The Bradford Bulls first regular season game was on September 16, 2012, in Bradford West Gwillimbury, Ontario. The game was on the road against the cross-town rivals the Bradford Rattlers. The game resulted in a 6–2 loss for the Bulls but had its first goal in franchise history scored by Clint Zumer, and assisted by Justin Tucker.

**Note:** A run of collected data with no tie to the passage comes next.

//! Integration tests for the poll loop, run against a scripted transport.
//!
//! Exercises the full flow: subscription bookkeeping, request-shape
//! selection, response decode, dispatch, and the bounce/backoff state
//! machine, without touching the network.

#![allow(clippy::expect_used, clippy::unwrap_used, missing_docs)]

use std::{
    collections::VecDeque,
    sync::{Arc, OnceLock},
    time::Duration,
};

use futures::{future::BoxFuture, FutureExt};
use parking_lot::Mutex;
use pushmux::{
    HttpTransport, Method, MuxClient, MuxOptions, RequestDescriptor, TransportResponse,
};
use serde_json::json;
use testresult::TestResult;

fn init_tracing() {
    static ONCE: OnceLock<()> = OnceLock::new();
    ONCE.get_or_init(|| {
        tracing_subscriber::fmt()
            .with_env_filter(
                tracing_subscriber::EnvFilter::try_from_default_env()
                    .unwrap_or_else(|_| tracing_subscriber::EnvFilter::new("warn")),
            )
            .with_test_writer()
            .init();
    });
}

// ─── Scripted Transport ──────────────────────────────────────────────────────

#[derive(Debug, Clone)]
enum Step {
    /// Complete with this status and body after the given delay.
    Reply {
        status: u16,
        body: String,
        after: Duration,
    },
    /// Fail at the transport level.
    Fail,
    /// Never complete; the request stays in flight until aborted.
    Hang,
}

fn reply(body: &str) -> Step {
    Step::Reply {
        status: 200,
        body: body.to_owned(),
        after: Duration::ZERO,
    }
}

fn reply_after(body: &str, after: Duration) -> Step {
    Step::Reply {
        status: 200,
        body: body.to_owned(),
        after,
    }
}

#[derive(Debug, thiserror::Error)]
#[error("scripted transport failure")]
struct ScriptError;

/// Plays back a fixed sequence of completions and records every issued
/// request. Once the script runs out, requests hang until aborted.
#[derive(Clone)]
struct ScriptedTransport {
    script: Arc<Mutex<VecDeque<Step>>>,
    seen: Arc<Mutex<Vec<RequestDescriptor>>>,
}

impl ScriptedTransport {
    fn new(steps: impl IntoIterator<Item = Step>) -> Self {
        Self {
            script: Arc::new(Mutex::new(steps.into_iter().collect())),
            seen: Arc::new(Mutex::new(Vec::new())),
        }
    }

    fn seen(&self) -> Vec<RequestDescriptor> {
        self.seen.lock().clone()
    }
}

impl HttpTransport for ScriptedTransport {
    type Error = ScriptError;

    fn issue(
        &self,
        request: &RequestDescriptor,
    ) -> BoxFuture<'_, Result<TransportResponse, Self::Error>> {
        self.seen.lock().push(request.clone());
        let step = self.script.lock().pop_front();

        async move {
            match step {
                Some(Step::Reply {
                    status,
                    body,
                    after,
                }) => {
                    tokio::time::sleep(after).await;
                    Ok(TransportResponse { status, body })
                }
                Some(Step::Fail) => Err(ScriptError),
                Some(Step::Hang) | None => std::future::pending().await,
            }
        }
        .boxed()
    }
}

fn client(
    namespace: &str,
    options: MuxOptions,
    transport: ScriptedTransport,
) -> MuxClient<ScriptedTransport> {
    MuxClient::with_transport("http://push.test/mux", namespace, options, transport)
        .expect("valid test URL")
}

async fn settle() {
    tokio::time::sleep(Duration::from_millis(200)).await;
}

// ─── Tests ───────────────────────────────────────────────────────────────────

#[tokio::test]
async fn delivers_payload_and_resumes_from_received_cursor() -> TestResult {
    init_tracing();

    let transport = ScriptedTransport::new([reply(r#"[{"ids":{"ns_a":5},"data":"X"}]"#)]);
    let mux = client("ns_", MuxOptions::default(), transport.clone());

    let seen_events = Arc::new(Mutex::new(Vec::new()));
    {
        let seen_events = seen_events.clone();
        mux.subscribe("a", move |data, id, cursor| {
            seen_events.lock().push((data.clone(), id.to_owned(), cursor));
        });
    }
    mux.set_cursor("a", 4);

    mux.execute();
    settle().await;

    assert_eq!(
        seen_events.lock().as_slice(),
        &[(json!("X"), "a".to_owned(), 5)]
    );
    assert_eq!(mux.cursor("a"), Some(5));
    assert_eq!(mux.bounces(), 0, "successful decode resets bounces");

    // First request carries the caller-set cursor on the namespaced ID,
    // the re-poll resumes from the delivered one.
    let seen = transport.seen();
    assert!(seen.len() >= 2, "loop should have re-polled");
    assert!(seen[0].target.contains("identifier=4:ns_a&"));
    assert!(seen[1].target.contains("identifier=5:ns_a&"));

    mux.close();
    Ok(())
}

#[tokio::test]
async fn fast_empty_response_counts_as_bounce() {
    init_tracing();

    // Empty body 0ms after issue, against a 30s wait timeout.
    let transport = ScriptedTransport::new([reply("")]);
    let mux = client("", MuxOptions::default(), transport);

    mux.subscribe("a", |_, _, _| {});
    mux.execute();
    settle().await;

    assert_eq!(mux.bounces(), 1);
    mux.close();
}

#[tokio::test]
async fn slow_empty_response_is_an_ordinary_disconnect() {
    init_tracing();

    let options = MuxOptions {
        wait_timeout: Duration::from_millis(100),
        ..MuxOptions::default()
    };
    // 60ms elapsed is past half the 100ms wait timeout.
    let transport =
        ScriptedTransport::new([reply_after("", Duration::from_millis(60))]);
    let mux = client("", options, transport);

    mux.subscribe("a", |_, _, _| {});
    mux.execute();
    settle().await;

    assert_eq!(mux.bounces(), 0);
    mux.close();
}

#[tokio::test]
async fn transport_failures_bounce_then_decode_recovers() {
    init_tracing();

    let transport = ScriptedTransport::new([
        Step::Fail,
        Step::Fail,
        reply(r#"[{"ids":{"a":1},"data":null}]"#),
    ]);
    let mux = client("", MuxOptions::default(), transport.clone());

    mux.subscribe("a", |_, _, _| {});
    mux.execute();
    settle().await;

    assert_eq!(mux.bounces(), 0, "successful decode resets the count");
    assert_eq!(mux.cursor("a"), Some(1));
    assert_eq!(transport.seen().len(), 4, "two failures, one reply, one re-poll");

    mux.close();
}

#[tokio::test]
async fn malformed_body_counts_as_bounce_without_killing_the_loop() {
    init_tracing();

    let transport = ScriptedTransport::new([
        reply("<html>gateway error</html>"),
        reply(r#"[{"ids":{"a":2},"data":"ok"}]"#),
    ]);
    let mux = client("", MuxOptions::default(), transport);

    mux.subscribe("a", |_, _, _| {});
    mux.execute();
    settle().await;

    assert_eq!(mux.cursor("a"), Some(2), "loop survived the bad body");
    assert_eq!(mux.bounces(), 0);
    mux.close();
}

#[tokio::test]
async fn panicking_callback_does_not_starve_later_subscriber() {
    init_tracing();

    let transport = ScriptedTransport::new([reply(r#"[{"ids":{"a":3},"data":"E"}]"#)]);
    let mux = client("", MuxOptions::default(), transport);

    mux.subscribe("a", |_, _, _| panic!("bad subscriber"));

    let seen_events = Arc::new(Mutex::new(Vec::new()));
    {
        let seen_events = seen_events.clone();
        mux.subscribe("a", move |data, id, cursor| {
            seen_events.lock().push((data.clone(), id.to_owned(), cursor));
        });
    }

    mux.execute();
    settle().await;

    assert_eq!(
        seen_events.lock().as_slice(),
        &[(json!("E"), "a".to_owned(), 3)]
    );
    mux.close();
}

#[tokio::test]
async fn no_request_issued_when_no_channel_has_callbacks() {
    init_tracing();

    let transport = ScriptedTransport::new([]);
    let mux = client("", MuxOptions::default(), transport.clone());

    let handle = mux.subscribe("a", |_, _, _| {});
    mux.set_cursor("a", 10);
    mux.unsubscribe("a", Some(&handle));

    mux.execute();
    settle().await;

    assert!(transport.seen().is_empty(), "loop should idle immediately");
    assert_eq!(mux.cursor("a"), Some(10), "cursor survives unsubscription");
    mux.close();
}

#[tokio::test]
async fn unsubscribed_channel_drops_out_of_next_request() {
    init_tracing();

    let transport = ScriptedTransport::new([
        reply_after("[]", Duration::from_millis(80)),
        reply("[]"),
    ]);
    let mux = client("ns_", MuxOptions::default(), transport.clone());

    mux.subscribe("a", |_, _, _| {});
    mux.subscribe("b", |_, _, _| {});
    mux.execute();

    // Remove "b" while the first request is still in flight.
    tokio::time::sleep(Duration::from_millis(20)).await;
    mux.unsubscribe("b", None);
    settle().await;

    let seen = transport.seen();
    assert!(seen.len() >= 2);
    assert!(seen[0].target.contains("identifier=ns_a,ns_b&"));
    assert!(seen[1].target.contains("identifier=ns_a&"));
    mux.close();
}

#[tokio::test]
async fn execute_inside_a_callback_takes_over_scheduling() {
    init_tracing();

    let transport = ScriptedTransport::new([
        reply(r#"[{"ids":{"a":1},"data":null}]"#),
        reply(r#"[{"ids":{"a":2},"data":null}]"#),
    ]);
    let mux = client("", MuxOptions::default(), transport.clone());

    let rearmed = Arc::new(Mutex::new(false));
    {
        let rearmed = rearmed.clone();
        let rearm_handle: Arc<Mutex<Option<MuxClient<ScriptedTransport>>>> =
            Arc::new(Mutex::new(None));
        *rearm_handle.lock() = Some(mux.clone());

        mux.subscribe("a", move |_, _, cursor| {
            if cursor == 1 {
                *rearmed.lock() = true;
                if let Some(mux) = rearm_handle.lock().as_ref() {
                    mux.execute();
                }
            }
        });
    }

    mux.execute();
    settle().await;

    assert!(*rearmed.lock());
    assert_eq!(mux.cursor("a"), Some(2), "the re-armed loop kept delivering");
    assert_eq!(mux.bounces(), 0, "an aborted in-flight request is not a bounce");
    mux.close();
}

#[tokio::test]
async fn re_execute_aborts_in_flight_request_without_bounce() {
    init_tracing();

    let transport = ScriptedTransport::new([Step::Hang, reply("[]")]);
    let mux = client("", MuxOptions::default(), transport.clone());

    mux.subscribe("a", |_, _, _| {});
    mux.execute();
    tokio::time::sleep(Duration::from_millis(50)).await;

    // First request is stuck in flight; re-arm must cancel it and issue a
    // fresh one immediately.
    mux.execute();
    settle().await;

    assert!(transport.seen().len() >= 2);
    assert_eq!(mux.bounces(), 0);
    mux.close();
}

#[tokio::test]
async fn close_stops_the_loop() {
    init_tracing();

    let transport = ScriptedTransport::new(
        std::iter::repeat_with(|| reply_after("[]", Duration::from_millis(10))).take(100),
    );
    let mux = client("", MuxOptions::default(), transport.clone());

    mux.subscribe("a", |_, _, _| {});
    mux.execute();
    tokio::time::sleep(Duration::from_millis(100)).await;

    mux.close();
    let polled_before = transport.seen().len();
    assert!(polled_before > 0);

    settle().await;
    assert_eq!(transport.seen().len(), polled_before, "no poll after close");
    assert!(mux.is_closed());
}

#[tokio::test]
async fn dropping_the_last_handle_stops_the_loop() {
    init_tracing();

    let transport = ScriptedTransport::new(
        std::iter::repeat_with(|| reply_after("[]", Duration::from_millis(10))).take(100),
    );
    let mux = client("", MuxOptions::default(), transport.clone());

    mux.subscribe("a", |_, _, _| {});
    mux.execute();
    tokio::time::sleep(Duration::from_millis(100)).await;

    drop(mux);

    // Let the abort land before sampling.
    tokio::time::sleep(Duration::from_millis(20)).await;
    let polled_before = transport.seen().len();
    assert!(polled_before > 0);

    settle().await;
    assert_eq!(
        transport.seen().len(),
        polled_before,
        "no poll after the last handle is gone"
    );
}

#[tokio::test]
async fn logon_takes_effect_on_the_next_execute() {
    init_tracing();

    let transport = ScriptedTransport::new([
        reply_after("[]", Duration::from_millis(40)),
        reply_after("[]", Duration::from_millis(40)),
        reply("[]"),
    ]);
    let mux = client("ns_", MuxOptions::default(), transport.clone());

    mux.subscribe("a", |_, _, _| {});
    mux.execute();

    // Change the login while the first request is in flight; the running
    // loop keeps the prefix it was armed with.
    tokio::time::sleep(Duration::from_millis(10)).await;
    mux.logon("alice");
    tokio::time::sleep(Duration::from_millis(90)).await;

    let seen = transport.seen();
    assert!(seen.len() >= 2);
    assert!(seen[0].target.contains("identifier=ns_a&"));
    assert!(seen[1].target.contains("identifier=ns_a&"));

    mux.execute();
    settle().await;

    let seen = transport.seen();
    let last = seen.last().expect("re-arm issued a request");
    assert!(last.target.contains("identifier=alice_ns_a&"));
    mux.close();
}

#[tokio::test]
async fn long_identifier_lists_go_via_post() {
    init_tracing();

    let transport = ScriptedTransport::new([]);
    let mux = client("", MuxOptions::default(), transport.clone());

    for index in 0..40 {
        mux.subscribe(&format!("channel_{index:02}_{}", "x".repeat(48)), |_, _, _| {});
    }

    mux.execute();
    settle().await;

    let seen = transport.seen();
    assert!(!seen.is_empty());
    assert_eq!(seen[0].method, Method::Post);
    let body = seen[0].body.as_deref().expect("post carries a body");
    assert!(body.starts_with("identifier="));
    assert!(body.ends_with('\n'));

    mux.close();
}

On September 26, 2012, the Bulls would pick up their first franchise victory defeating the Lefroy Wave at home, 9–7. Donald Oldreive made 41 saves to pick up the victory.

On March 26, 2013, the Bradford Bulls won the GMHL playoffs in a 4-games-to-1 series victory against their hometown rival and defending champion Bradford Rattlers. The Bulls finished the regular season in first place in the South Division, fourth overall and three points out of second. They faced the Knights of Meaford in the first round and swept them 3-games-to-none. In the second round, they swept territorial rival Alliston Coyotes 3-games-to-none. Instead of a division final, the league elected to do a divisional crossover and the Bulls had to face the second seed from the North, the Temiscaming Royals. The Bulls took the series in a four-game sweep and were set to face the Rattlers in a "Sidewalk Series" as they knocked off the first seeded Seguin Huskies. Although the Rattlers gave the Bulls their only loss of the playoffs, it was not enough as the Bulls took their first league title after only two years of existence.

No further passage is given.